Patrick : J’évoquerai pour ma part un sujet particulier, aller au contact d’un chef de mouvement insurrectionnel pas très sympathique, le général Aïdid[36] en Somalie. Se retrouver au contact de personnes comme ça, même si on passe par des recommandations, c’est toujours un moment un peu tendu, parce qu’on sait qu’on a en face de soi un homme qui n’a pas d’état d’âme et qui peut, d’un simple claquement de doigts, vous envoyer ad patres. J’étais tout seul, toujours tout seul, c’est des missions clandestines où on va au contact en faisant confiance aux personnes qui vous recommandent. Cet homme-là, en l’occurrence, était recherché, il vivait de manière très cloisonnée avec le risque permanent de se faire flinguer. Ce n’était pas une brute sur le plan physique du terme, en revanche, j’ai senti un homme déterminé, peu sympathique, un chef de guerre, avec beaucoup de dureté dans son regard. Il a longuement regardé mes papiers, qui étaient bien entendu faux […] — je n’étais pas reconnu comme agent des services parce que, sinon, mon sort était réglé. Il les a regardés, scrutés pendant de longues secondes, de manière soupçonneuse.
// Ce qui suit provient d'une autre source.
//! Configuration validator
//!
//! Validates configuration values to ensure they are within acceptable ranges.

use super::loader::{Config, ConfigError, ContextConfig, LaunchConfig, LoggingConfig, ServiceConfig};

/// Upper bound for both the poll interval (ms) and the poll attempt count
const MAX_POLL_SETTING: u64 = 10_000;

/// Configuration validator
pub struct ConfigValidator;

impl ConfigValidator {
    /// Validates the entire configuration
    pub fn validate(config: &Config) -> Result<(), ConfigError> {
        Self::validate_service(&config.service)?;
        Self::validate_context(&config.context)?;
        Self::validate_launch(&config.launch)?;
        Self::validate_logging(&config.logging)?;
        Ok(())
    }

    /// Validates privileged service configuration
    fn validate_service(service: &ServiceConfig) -> Result<(), ConfigError> {
        if service.name.trim().is_empty() {
            return Err(ConfigError::Invalid(
                "Service name cannot be empty".to_string(),
            ));
        }

        if service.poll_interval_ms == 0 || service.poll_interval_ms > MAX_POLL_SETTING {
            return Err(ConfigError::Invalid(format!(
                "Service poll interval must be between 1 and {} ms",
                MAX_POLL_SETTING
            )));
        }

        // The poll must stay bounded
        if service.max_poll_attempts == 0 || u64::from(service.max_poll_attempts) > MAX_POLL_SETTING
        {
            return Err(ConfigError::Invalid(format!(
                "Service poll attempts must be between 1 and {}",
                MAX_POLL_SETTING
            )));
        }

        Ok(())
    }

    /// Validates system context configuration
    fn validate_context(context: &ContextConfig) -> Result<(), ConfigError> {
        if context.reference_processes.is_empty() {
            return Err(ConfigError::Invalid(
                "At least one reference process is required".to_string(),
            ));
        }

        if context.reference_processes.iter().any(|p| p.trim().is_empty()) {
            return Err(ConfigError::Invalid(
                "Reference process names cannot be empty".to_string(),
            ));
        }

        Ok(())
    }

    /// Validates launch configuration
    fn validate_launch(launch: &LaunchConfig) -> Result<(), ConfigError> {
        if launch.default_command.trim().is_empty() {
            return Err(ConfigError::Invalid(
                "Default command cannot be empty".to_string(),
            ));
        }
        Ok(())
    }

    /// Validates logging configuration
    fn validate_logging(logging: &LoggingConfig) -> Result<(), ConfigError> {
        let valid_levels = ["trace", "debug", "info", "warn", "error"];
        if !valid_levels.contains(&logging.level.to_lowercase().as_str()) {
            return Err(ConfigError::Invalid(format!(
                "Invalid log level: {}. Must be one of: {:?}",
                logging.level, valid_levels
            )));
        }
        Ok(())
    }
}

/// Validates a configuration
pub fn validate_config(config: &Config) -> Result<(), ConfigError> {
    ConfigValidator::validate(config)
}
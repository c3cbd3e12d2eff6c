//! Process enumeration using Windows ToolHelp32 API

use crate::core::types::ProcessEntry;
use crate::windows::bindings::kernel32;
use crate::windows::types::Handle;
use crate::windows::utils::{wide_to_string, Win32Result};
use std::mem;
use winapi::shared::minwindef::FALSE;
use winapi::um::tlhelp32::{Process32FirstW, Process32NextW, PROCESSENTRY32W};

/// Process enumerator using ToolHelp32 API
pub struct ProcessEnumerator {
    snapshot: Handle,
    first_called: bool,
}

impl ProcessEnumerator {
    /// Create a new process enumerator over a fresh snapshot
    pub fn new() -> Win32Result<Self> {
        Ok(ProcessEnumerator {
            snapshot: Handle::new(kernel32::process_snapshot()?),
            first_called: false,
        })
    }

    /// Get the next process in the enumeration
    fn next_process(&mut self) -> Option<ProcessEntry> {
        let mut entry: PROCESSENTRY32W = unsafe { mem::zeroed() };
        entry.dwSize = mem::size_of::<PROCESSENTRY32W>() as u32;

        let success = unsafe {
            if !self.first_called {
                self.first_called = true;
                Process32FirstW(self.snapshot.raw(), &mut entry)
            } else {
                Process32NextW(self.snapshot.raw(), &mut entry)
            }
        };

        if success == FALSE {
            return None;
        }

        Some(ProcessEntry::new(
            entry.th32ProcessID,
            wide_to_string(&entry.szExeFile),
        ))
    }
}

impl Iterator for ProcessEnumerator {
    type Item = ProcessEntry;

    fn next(&mut self) -> Option<Self::Item> {
        self.next_process()
    }
}

/// Enumerate all running processes
pub fn enumerate_processes() -> Win32Result<Vec<ProcessEntry>> {
    Ok(ProcessEnumerator::new()?.collect())
}
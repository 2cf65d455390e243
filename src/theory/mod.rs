/*!
Pluggable theory solvers consulted by the DPLL(T) coordinator.

A `Theory` only ever sees propositional literals through the `AtomMap` boundary: it interprets
each assigned `IntLit` as the atom it abstracts, maintains whatever incremental state it needs,
and reports either satisfiability, a propagated literal, or a learned conflict clause.
*/

pub mod prop;
pub mod tq;
pub mod uf;

use crate::structures::literal::IntLit;
use crate::types::atom_map::AtomMap;
use crate::types::err::ErrorKind;

/// The outcome of a theory consistency check.
pub enum TheoryCheck {
    Sat,
    /// The theory is inconsistent; the clause is the negation of the (ideally minimal) suspect
    /// set of assigned literals responsible.
    Unsat(Vec<IntLit>),
}

pub trait Theory {
    /// Validates that every atom the theory will be asked about fits its term grammar,
    /// classifying violations per `spec.md` §4.5/§4.6.
    fn preprocess(&mut self, map: &AtomMap) -> Result<(), ErrorKind>;

    /// Records that `lit` has just been assigned.
    fn process_assignment(&mut self, lit: IntLit, map: &AtomMap);

    /// Checks consistency of everything asserted so far.
    fn check(&mut self, map: &AtomMap) -> TheoryCheck;

    /// Returns one not-yet-assigned literal the theory can deduce, if any, together with a sound
    /// explanation clause for it: `(¬l1 ∨ … ∨ ¬ln ∨ lit)` built from whatever already-assigned
    /// literals justify the deduction. The coordinator installs the clause in the SAT core so the
    /// propagated literal gets a real `Antecedent::Clause`, not `Antecedent::Decision` — a
    /// propagation that looks like a decision to conflict analysis can make `resolve_conflict`
    /// pick it as a first-UIP pivot and panic (its loop only ever expects decisions to terminate
    /// the search for one, never to stand in for a missing antecedent).
    fn next_propagation(&mut self) -> Option<(IntLit, Vec<IntLit>)>;

    /// Restores the theory to the state it had after asserting exactly `assignment` (in order),
    /// per a backjump.
    fn conflict_recovery(&mut self, assignment: &[IntLit], map: &AtomMap);
}
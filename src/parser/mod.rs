/*!
Recursive-descent/precedence-climbing parser for the surface grammar (`spec.md` §6), producing
an [`Atom`] tree.

Precedence, loosest to tightest: `<->`, `->`/`<-`, `|`, `&`, unary `!`, then a primary: a
parenthesized formula or a relational/bare atom built from terms (identifiers, function
applications, vector literals, integers).
*/

mod lexer;

use self::lexer::{lex, Token};
use crate::types::atom::{Atom, Vector};
use crate::types::err::ParseError;

/// A parsed value before it is known whether it stands alone (a boolean atom) or is an operand
/// of a relational operator.
enum Term {
    Var(String),
    Func(String, Vec<Term>),
    Vector(Vector),
    Int(i64),
}

pub fn parse(input: &str) -> Result<Atom, ParseError> {
    let tokens = lex(input)?;
    if tokens.is_empty() {
        return Err(ParseError::Empty);
    }
    let mut parser = Parser { tokens, pos: 0 };
    let formula = parser.parse_equiv()?;
    if parser.pos != parser.tokens.len() {
        return Err(ParseError::UnexpectedToken(format!("{:?}", parser.tokens[parser.pos])));
    }
    Ok(formula)
}

struct Parser {
    tokens: Vec<Token>,
    pos: usize,
}

impl Parser {
    fn peek(&self) -> Option<&Token> {
        self.tokens.get(self.pos)
    }

    fn advance(&mut self) -> Option<Token> {
        let t = self.tokens.get(self.pos).cloned();
        if t.is_some() {
            self.pos += 1;
        }
        t
    }

    fn expect(&mut self, token: &Token) -> Result<(), ParseError> {
        match self.peek() {
            Some(t) if t == token => {
                self.pos += 1;
                Ok(())
            }
            None if *token == Token::RParen => Err(ParseError::UnbalancedParentheses),
            None => Err(ParseError::UnexpectedEof),
            Some(other) => Err(ParseError::UnexpectedToken(format!("{other:?}"))),
        }
    }

    fn parse_equiv(&mut self) -> Result<Atom, ParseError> {
        let mut left = self.parse_imply()?;
        while self.peek() == Some(&Token::Equiv) {
            self.advance();
            let right = self.parse_imply()?;
            left = Atom::equiv(left, right);
        }
        Ok(left)
    }

    fn parse_imply(&mut self) -> Result<Atom, ParseError> {
        let mut left = self.parse_or()?;
        loop {
            match self.peek() {
                Some(Token::Imply) => {
                    self.advance();
                    let right = self.parse_or()?;
                    left = Atom::imply(left, right);
                }
                Some(Token::ImpliedBy) => {
                    self.advance();
                    let right = self.parse_or()?;
                    left = Atom::imply(right, left);
                }
                _ => break,
            }
        }
        Ok(left)
    }

    fn parse_or(&mut self) -> Result<Atom, ParseError> {
        let mut left = self.parse_and()?;
        while self.peek() == Some(&Token::Or) {
            self.advance();
            let right = self.parse_and()?;
            left = Atom::or(left, right);
        }
        Ok(left)
    }

    fn parse_and(&mut self) -> Result<Atom, ParseError> {
        let mut left = self.parse_unary()?;
        while self.peek() == Some(&Token::And) {
            self.advance();
            let right = self.parse_unary()?;
            left = Atom::and(left, right);
        }
        Ok(left)
    }

    fn parse_unary(&mut self) -> Result<Atom, ParseError> {
        if self.peek() == Some(&Token::Bang) {
            self.advance();
            let inner = self.parse_unary()?;
            return Ok(Atom::not(inner));
        }
        self.parse_primary()
    }

    fn parse_primary(&mut self) -> Result<Atom, ParseError> {
        if self.peek() == Some(&Token::LParen) {
            self.advance();
            let inner = self.parse_equiv()?;
            self.expect(&Token::RParen)?;
            return Ok(inner);
        }
        self.parse_relational()
    }

    fn parse_relational(&mut self) -> Result<Atom, ParseError> {
        let left = self.parse_term()?;
        let op = match self.peek() {
            Some(Token::Equal) => Some(RelOp::Equal),
            Some(Token::NEqual) => Some(RelOp::NEqual),
            Some(Token::Geq) => Some(RelOp::Geq),
            Some(Token::Less) => Some(RelOp::Less),
            _ => None,
        };
        let Some(op) = op else {
            return term_to_literal_atom(left);
        };
        self.advance();
        let right = self.parse_term()?;
        build_relational(op, left, right)
    }

    fn parse_term(&mut self) -> Result<Term, ParseError> {
        match self.advance() {
            Some(Token::LBracket) => {
                let mut entries = Vec::new();
                loop {
                    match self.advance() {
                        Some(Token::Int(v)) => entries.push(v),
                        other => return Err(ParseError::BadVectorEntry(format!("{other:?}"))),
                    }
                    match self.peek() {
                        Some(Token::Comma) => {
                            self.advance();
                        }
                        Some(Token::RBracket) => {
                            self.advance();
                            break;
                        }
                        other => return Err(ParseError::UnexpectedToken(format!("{other:?}"))),
                    }
                }
                if entries.is_empty() {
                    return Err(ParseError::Empty);
                }
                Ok(Term::Vector(entries))
            }
            Some(Token::Int(v)) => Ok(Term::Int(v)),
            Some(Token::Ident(name)) => {
                if self.peek() == Some(&Token::LParen) {
                    self.advance();
                    let mut args = Vec::new();
                    if self.peek() != Some(&Token::RParen) {
                        loop {
                            args.push(self.parse_term()?);
                            match self.peek() {
                                Some(Token::Comma) => {
                                    self.advance();
                                }
                                _ => break,
                            }
                        }
                    }
                    self.expect(&Token::RParen)?;
                    Ok(Term::Func(name, args))
                } else {
                    Ok(Term::Var(name))
                }
            }
            None => Err(ParseError::UnexpectedEof),
            other => Err(ParseError::UnexpectedToken(format!("{other:?}"))),
        }
    }
}

enum RelOp {
    Equal,
    NEqual,
    Geq,
    Less,
}

fn build_relational(op: RelOp, left: Term, right: Term) -> Result<Atom, ParseError> {
    match op {
        RelOp::Equal | RelOp::NEqual => {
            if let Term::Vector(vector) = left {
                let Term::Int(bound) = right else {
                    return Err(ParseError::InvalidOperandKind {
                        operator: op_name(&op),
                        found: "expected an integer on the right".to_string(),
                    });
                };
                return Ok(build_arithmetic_equality(op, vector, bound));
            }
            let l = term_to_literal_atom(left)?;
            let r = term_to_literal_atom(right)?;
            Ok(match op {
                RelOp::Equal => Atom::equal(l, r),
                _ => Atom::nequal(l, r),
            })
        }
        RelOp::Geq | RelOp::Less => {
            let Term::Vector(vector) = left else {
                return Err(ParseError::InvalidOperandKind {
                    operator: op_name(&op),
                    found: "expected a vector on the left".to_string(),
                });
            };
            let Term::Int(bound) = right else {
                return Err(ParseError::InvalidOperandKind {
                    operator: op_name(&op),
                    found: "expected an integer on the right".to_string(),
                });
            };
            Ok(match op {
                RelOp::Geq => Atom::geq(vector, bound),
                _ => Atom::less(vector, bound),
            })
        }
    }
}

/// Rewrites `a . x = b` / `a . x != b` into the TQ-decidable pair `spec.md` §4.6 requires:
/// equality becomes `(a.x >= b) & (-a.x >= -b)`, disequality dualises to `(a.x < b) | (-a.x < -b)`
/// (De Morgan of the negated conjunction). Desugaring at parse time, rather than deep inside the
/// TQ theory, means the two rows are ordinary `Geq`/`Less` atoms the existing CNF/Tseitin pipeline
/// and `TqTheory` already know how to handle.
fn build_arithmetic_equality(op: RelOp, vector: Vector, bound: i64) -> Atom {
    let negated: Vector = vector.iter().map(|&v| -v).collect();
    match op {
        RelOp::Equal => Atom::and(Atom::geq(vector, bound), Atom::geq(negated, -bound)),
        _ => Atom::or(Atom::less(vector, bound), Atom::less(negated, -bound)),
    }
}

fn op_name(op: &RelOp) -> String {
    match op {
        RelOp::Equal => "=".to_string(),
        RelOp::NEqual => "!=".to_string(),
        RelOp::Geq => ">=".to_string(),
        RelOp::Less => "<".to_string(),
    }
}

/// Converts a bare term to a boolean atom: only `Var`/`Func` are valid standing alone or as
/// `=`/`!=` operands; a bare vector or integer is a grammar error.
fn term_to_literal_atom(term: Term) -> Result<Atom, ParseError> {
    match term {
        Term::Var(name) => Ok(Atom::var(name)),
        Term::Func(name, args) => {
            let args = args
                .into_iter()
                .map(term_to_literal_atom)
                .collect::<Result<Vec<_>, _>>()?;
            Ok(Atom::func(name, args))
        }
        Term::Vector(_) => Err(ParseError::InvalidOperandKind {
            operator: "(bare term)".to_string(),
            found: "vector literal outside >=/< ".to_string(),
        }),
        Term::Int(_) => Err(ParseError::InvalidOperandKind {
            operator: "(bare term)".to_string(),
            found: "integer outside >=/<".to_string(),
        }),
    }
}

#[cfg(test)]
mod tests {
    use super::*;

    #[test]
    fn parses_propositional_connectives() {
        let atom = parse("!(p & q) -> r").unwrap();
        assert_eq!(
            atom,
            Atom::imply(Atom::not(Atom::and(Atom::var("p"), Atom::var("q"))), Atom::var("r"))
        );
    }

    #[test]
    fn parses_function_equality() {
        let atom = parse("f(a) = g(b, c)").unwrap();
        assert_eq!(
            atom,
            Atom::equal(
                Atom::func("f", vec![Atom::var("a")]),
                Atom::func("g", vec![Atom::var("b"), Atom::var("c")]),
            )
        );
    }

    #[test]
    fn parses_arithmetic_atom() {
        let atom = parse("[1, 1] >= 1").unwrap();
        assert_eq!(atom, Atom::geq(vec![1, 1], 1));
    }

    #[test]
    fn rejects_bare_vector() {
        assert!(parse("[1, 1]").is_err());
    }

    #[test]
    fn parses_vector_equality_as_two_geq_rows() {
        let atom = parse("([1, -1, 0] = 3) & ([2, 1, 0] < 1)").unwrap();
        let equality = Atom::and(Atom::geq(vec![1, -1, 0], 3), Atom::geq(vec![-1, 1, 0], -3));
        assert_eq!(atom, Atom::and(equality, Atom::less(vec![2, 1, 0], 1)));
    }

    #[test]
    fn parses_vector_disequality_as_dualised_less_pair() {
        let atom = parse("[1, 0] != 5").unwrap();
        assert_eq!(atom, Atom::or(Atom::less(vec![1, 0], 5), Atom::less(vec![-1, 0], -5)));
    }

    #[test]
    fn rejects_unbalanced_parens() {
        assert_eq!(parse("(p & q"), Err(ParseError::UnbalancedParentheses));
        assert_eq!(parse("f(a, b"), Err(ParseError::UnbalancedParentheses));
    }

    #[test]
    fn rejects_truncated_input() {
        assert_eq!(parse("p &"), Err(ParseError::UnexpectedEof));
    }
}
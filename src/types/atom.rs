//! The atom tree produced by the parser and consumed by the CNF pre-processor and theories.
//!
//! Atoms form a tagged sum rather than the class hierarchy of the original implementation:
//! `Var`/`Func`/`Equal`/`Geq`/`Less` are literals (may appear as a CNF clause literal without
//! further rewriting), while `And`/`Or`/`Not`/`Imply`/`Equiv` are the connectives removed by
//! Tseitin encoding before any clause is built.

use std::fmt;

/// A vector literal, as in `[v1, v2, ..., vk]` with `k >= 1`.
pub type Vector = Vec<i64>;

/// A node of the atom tree.
#[derive(Clone, Debug, Eq, PartialEq, Hash, Ord, PartialOrd)]
pub enum Atom {
    /// A propositional variable, identified by name.
    Var(String),

    /// Application of an uninterpreted function symbol to literal arguments.
    Func(String, Vec<Atom>),

    /// `left = right`, for literal `left`/`right`.
    Equal(Box<Atom>, Box<Atom>),

    /// `left != right`, for literal `left`/`right`.
    NEqual(Box<Atom>, Box<Atom>),

    /// `a . x >= b`, for a fixed coefficient vector `a` and integer `b`.
    Geq(Vector, i64),

    /// `a . x < b`, for a fixed coefficient vector `a` and integer `b`.
    Less(Vector, i64),

    /// Conjunction.
    And(Box<Atom>, Box<Atom>),

    /// Disjunction.
    Or(Box<Atom>, Box<Atom>),

    /// Implication, `left -> right`.
    Imply(Box<Atom>, Box<Atom>),

    /// Bi-implication, `left <-> right`.
    Equiv(Box<Atom>, Box<Atom>),

    /// Negation.
    Not(Box<Atom>),
}

impl Atom {
    /// Smart constructors, mostly to avoid `Box::new` noise at every call site.
    pub fn var(name: impl Into<String>) -> Atom {
        Atom::Var(name.into())
    }

    pub fn func(name: impl Into<String>, args: Vec<Atom>) -> Atom {
        Atom::Func(name.into(), args)
    }

    pub fn equal(left: Atom, right: Atom) -> Atom {
        Atom::Equal(Box::new(left), Box::new(right))
    }

    pub fn nequal(left: Atom, right: Atom) -> Atom {
        Atom::NEqual(Box::new(left), Box::new(right))
    }

    pub fn geq(a: Vector, b: i64) -> Atom {
        Atom::Geq(a, b)
    }

    pub fn less(a: Vector, b: i64) -> Atom {
        Atom::Less(a, b)
    }

    pub fn and(left: Atom, right: Atom) -> Atom {
        Atom::And(Box::new(left), Box::new(right))
    }

    pub fn or(left: Atom, right: Atom) -> Atom {
        Atom::Or(Box::new(left), Box::new(right))
    }

    pub fn imply(left: Atom, right: Atom) -> Atom {
        Atom::Imply(Box::new(left), Box::new(right))
    }

    pub fn equiv(left: Atom, right: Atom) -> Atom {
        Atom::Equiv(Box::new(left), Box::new(right))
    }

    pub fn not(item: Atom) -> Atom {
        Atom::Not(Box::new(item))
    }

    /// Whether this node is a CNF-clause literal: a variable, function application, equality
    /// atom, or inequality atom. `Not` of one of these is also a literal (the sign is resolved
    /// during NNF conversion), but a bare `And`/`Or`/`Imply`/`Equiv` never is.
    pub fn is_literal(&self) -> bool {
        match self {
            Atom::Var(_) | Atom::Func(..) | Atom::Equal(..) | Atom::NEqual(..) | Atom::Geq(..) | Atom::Less(..) => true,
            Atom::Not(inner) => inner.is_literal() && !matches!(inner.as_ref(), Atom::Not(_)),
            Atom::And(..) | Atom::Or(..) | Atom::Imply(..) | Atom::Equiv(..) => false,
        }
    }

    /// The dual atom under negation. Connectives rewrite structurally (De Morgan); literal
    /// atoms flip to their direct dual (`Equal`/`NEqual`, `Geq`/`Less`) rather than wrapping in
    /// `Not`, matching the original implementation's `negate` methods.
    pub fn negate(&self) -> Atom {
        match self {
            Atom::Var(_) | Atom::Func(..) => Atom::not(self.clone()),
            Atom::Equal(l, r) => Atom::NEqual(l.clone(), r.clone()),
            Atom::NEqual(l, r) => Atom::Equal(l.clone(), r.clone()),
            Atom::Geq(a, b) => Atom::Less(a.clone(), *b),
            Atom::Less(a, b) => Atom::Geq(a.clone(), *b),
            Atom::And(l, r) => Atom::or(l.negate(), r.negate()),
            Atom::Or(l, r) => Atom::and(l.negate(), r.negate()),
            Atom::Imply(l, r) => Atom::and((**l).clone(), r.negate()),
            Atom::Equiv(l, r) => {
                Atom::or(Atom::and((**l).clone(), r.negate()), Atom::and(l.negate(), (**r).clone()))
            }
            Atom::Not(inner) => (**inner).clone(),
        }
    }

    /// The key under which this literal atom is interned, plus whether it is the positive
    /// (`true`) or negative (`false`) occurrence of that key. `Equal`/`NEqual` with the same
    /// sides share a key, as do `Geq`/`Less` with the same vector and bound, and `Var`/`Func`
    /// share a key with their `Not`-wrapped form. Panics on a non-literal atom.
    pub fn canonical_key(&self) -> (Atom, bool) {
        match self {
            Atom::Var(_) | Atom::Func(..) => (self.clone(), true),
            Atom::Equal(l, r) => (Atom::equal((**l).clone(), (**r).clone()), true),
            Atom::NEqual(l, r) => (Atom::equal((**l).clone(), (**r).clone()), false),
            Atom::Geq(a, b) => (Atom::geq(a.clone(), *b), true),
            Atom::Less(a, b) => (Atom::geq(a.clone(), *b), false),
            Atom::Not(inner) => {
                let (key, sign) = inner.canonical_key();
                (key, !sign)
            }
            Atom::And(..) | Atom::Or(..) | Atom::Imply(..) | Atom::Equiv(..) => {
                panic!("canonical_key called on a non-literal atom: {self}")
            }
        }
    }

    /// `Imply`/`Equiv` rewritten to `And`/`Or`/`Not`, recursively.
    pub fn to_basic(&self) -> Atom {
        match self {
            Atom::Imply(l, r) => Atom::or(Atom::not(l.to_basic()), r.to_basic()),
            Atom::Equiv(l, r) => {
                let (l, r) = (l.to_basic(), r.to_basic());
                Atom::and(
                    Atom::or(Atom::not(l.clone()), r.clone()),
                    Atom::or(Atom::not(r), l),
                )
            }
            Atom::And(l, r) => Atom::and(l.to_basic(), r.to_basic()),
            Atom::Or(l, r) => Atom::or(l.to_basic(), r.to_basic()),
            Atom::Not(inner) => Atom::not(inner.to_basic()),
            other => other.clone(),
        }
    }
}

impl fmt::Display for Atom {
    fn fmt(&self, f: &mut fmt::Formatter<'_>) -> fmt::Result {
        match self {
            Atom::Var(name) => write!(f, "{name}"),
            Atom::Func(name, args) => {
                write!(f, "{name}(")?;
                for (i, a) in args.iter().enumerate() {
                    if i > 0 {
                        write!(f, ", ")?;
                    }
                    write!(f, "{a}")?;
                }
                write!(f, ")")
            }
            Atom::Equal(l, r) => write!(f, "{l} = {r}"),
            Atom::NEqual(l, r) => write!(f, "{l} != {r}"),
            Atom::Geq(a, b) => write!(f, "{a:?} >= {b}"),
            Atom::Less(a, b) => write!(f, "{a:?} < {b}"),
            Atom::And(l, r) => write!(f, "({l} & {r})"),
            Atom::Or(l, r) => write!(f, "({l} | {r})"),
            Atom::Imply(l, r) => write!(f, "({l} -> {r})"),
            Atom::Equiv(l, r) => write!(f, "({l} <-> {r})"),
            Atom::Not(inner) => write!(f, "!{inner}"),
        }
    }
}
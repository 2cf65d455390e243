/*!
The bijection between positive `IntLit`s and atoms, built by CNF pre-processing and consulted
by the coordinator and the theories.

Mirrors `spec.md` §3's `AtomMap`: every literal atom gets exactly one variable, shared between an
atom and its negated dual (`Equal`/`NEqual`, `Geq`/`Less`, `Var`/`Not(Var)`). Dummy variables
introduced by Tseitin (`#G…`) or negation-lifting (`#N…`) are flagged so the final assignment can
drop them.
*/

use std::collections::HashMap;

use crate::types::Atom;

#[derive(Default)]
pub struct AtomMap {
    by_key: HashMap<Atom, u32>,
    by_var: HashMap<u32, Atom>,
    dummy: Vec<u32>,
    next_var: u32,
    /// `#N…` dummy atom -> the negated function argument it stands for (`spec.md` §4.1 step 4
    /// and §4.7 step 4), so a final model can be reported in terms of the original negated
    /// argument rather than the dummy that replaced it during CNF pre-processing.
    neg_origin: HashMap<Atom, Atom>,
}

impl AtomMap {
    pub fn new() -> Self {
        Self::default()
    }

    /// Interns `literal`'s canonical key, returning the `IntLit`-encoded variable together with
    /// its sign relative to the stored key (matching `spec.md` §4.1 step 6).
    pub fn intern(&mut self, literal: &Atom) -> (u32, bool) {
        let (key, sign) = literal.canonical_key();
        if let Some(&var) = self.by_key.get(&key) {
            return (var, sign);
        }
        self.next_var += 1;
        let var = self.next_var;
        self.by_var.insert(var, key.clone());
        self.by_key.insert(key, var);
        (var, sign)
    }

    pub fn mark_dummy(&mut self, var: u32) {
        self.dummy.push(var);
    }

    pub fn is_dummy(&self, var: u32) -> bool {
        self.dummy.contains(&var)
    }

    pub fn atom(&self, var: u32) -> Option<&Atom> {
        self.by_var.get(&var)
    }

    pub fn vars(&self) -> impl Iterator<Item = u32> + '_ {
        self.by_var.keys().copied()
    }

    /// Records that `dummy` (a fresh `#N…` atom) stands for `Not(original)` wherever it appears
    /// as a function argument, so [`Self::substitute_negation_dummies`] can fold it back.
    pub fn record_negation_dummy(&mut self, dummy: Atom, original: Atom) {
        self.neg_origin.insert(dummy, Atom::not(original));
    }

    /// Rewrites `atom`, replacing any `#N…` dummy it contains with the negated function argument
    /// it stood for (`spec.md` §4.7 step 4). Leaves everything else unchanged.
    pub fn substitute_negation_dummies(&self, atom: &Atom) -> Atom {
        if let Some(original) = self.neg_origin.get(atom) {
            return original.clone();
        }
        match atom {
            Atom::Func(name, args) => {
                Atom::func(name.clone(), args.iter().map(|a| self.substitute_negation_dummies(a)).collect())
            }
            Atom::Equal(l, r) => {
                Atom::equal(self.substitute_negation_dummies(l), self.substitute_negation_dummies(r))
            }
            Atom::NEqual(l, r) => {
                Atom::nequal(self.substitute_negation_dummies(l), self.substitute_negation_dummies(r))
            }
            Atom::Not(inner) => Atom::not(self.substitute_negation_dummies(inner)),
            other => other.clone(),
        }
    }
}

#[cfg(test)]
mod tests {
    use super::*;

    #[test]
    fn equal_and_nequal_share_a_variable() {
        let mut map = AtomMap::new();
        let a = Atom::var("a");
        let b = Atom::var("b");
        let (v1, s1) = map.intern(&Atom::equal(a.clone(), b.clone()));
        let (v2, s2) = map.intern(&Atom::nequal(a, b));
        assert_eq!(v1, v2);
        assert!(s1 && !s2);
    }

    #[test]
    fn var_and_negated_var_share_a_variable() {
        let mut map = AtomMap::new();
        let (v1, s1) = map.intern(&Atom::var("p"));
        let (v2, s2) = map.intern(&Atom::not(Atom::var("p")));
        assert_eq!(v1, v2);
        assert!(s1 && !s2);
    }
}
On était dans une cave, dans un quartier complètement paumé d’une ville africaine, avec ses hommes, armés de Kalachnikov, avec une petite lumière, et pendant ce temps-là, à la façon dont il me regardait, je me demandais si je n’allais pas rester dans cette cave ad vitam aeternam.
35
Le film raconte comment, en 1979, la CIA a exfiltré d’Iran une partie du personnel diplomatique américain.
36
Le Général Mohamed Farrah Aïdid a été l’un des principaux leaders de l’insurrection qui a provoqué la chute du président Siad Barre en 1991. Quatre ans plus tard, il s’autoproclame président de la Somalie sans être reconnu par la communauté internationale.